Repeat the data exactly, with every line included.

*DATASET EXCERPTS:*
________________

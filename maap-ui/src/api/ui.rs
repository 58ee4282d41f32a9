//! UI serving route
//!
//! Serves the single-page portal UI, embedded at compile time.

use axum::response::Html;

const INDEX_HTML: &str = include_str!("../ui/index.html");

/// GET /
///
/// Serves the main portal page
pub async fn serve_index() -> Html<&'static str> {
    Html(INDEX_HTML)
}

________________

*RESULT:*
filename maap-ui/src/api/ui.rs
repository 58ee4282d41f32a9
//! UI serving route
//!
//! Serves the single-page portal UI, embedded at compile time.

use axum::response::Html;

const INDEX_HTML: &str = include_str!("../ui/index.html");

/// GET /
///
/// Serves the main portal page
pub async fn serve_index() -> Html<&'static str> {
    Html(INDEX_HTML)
}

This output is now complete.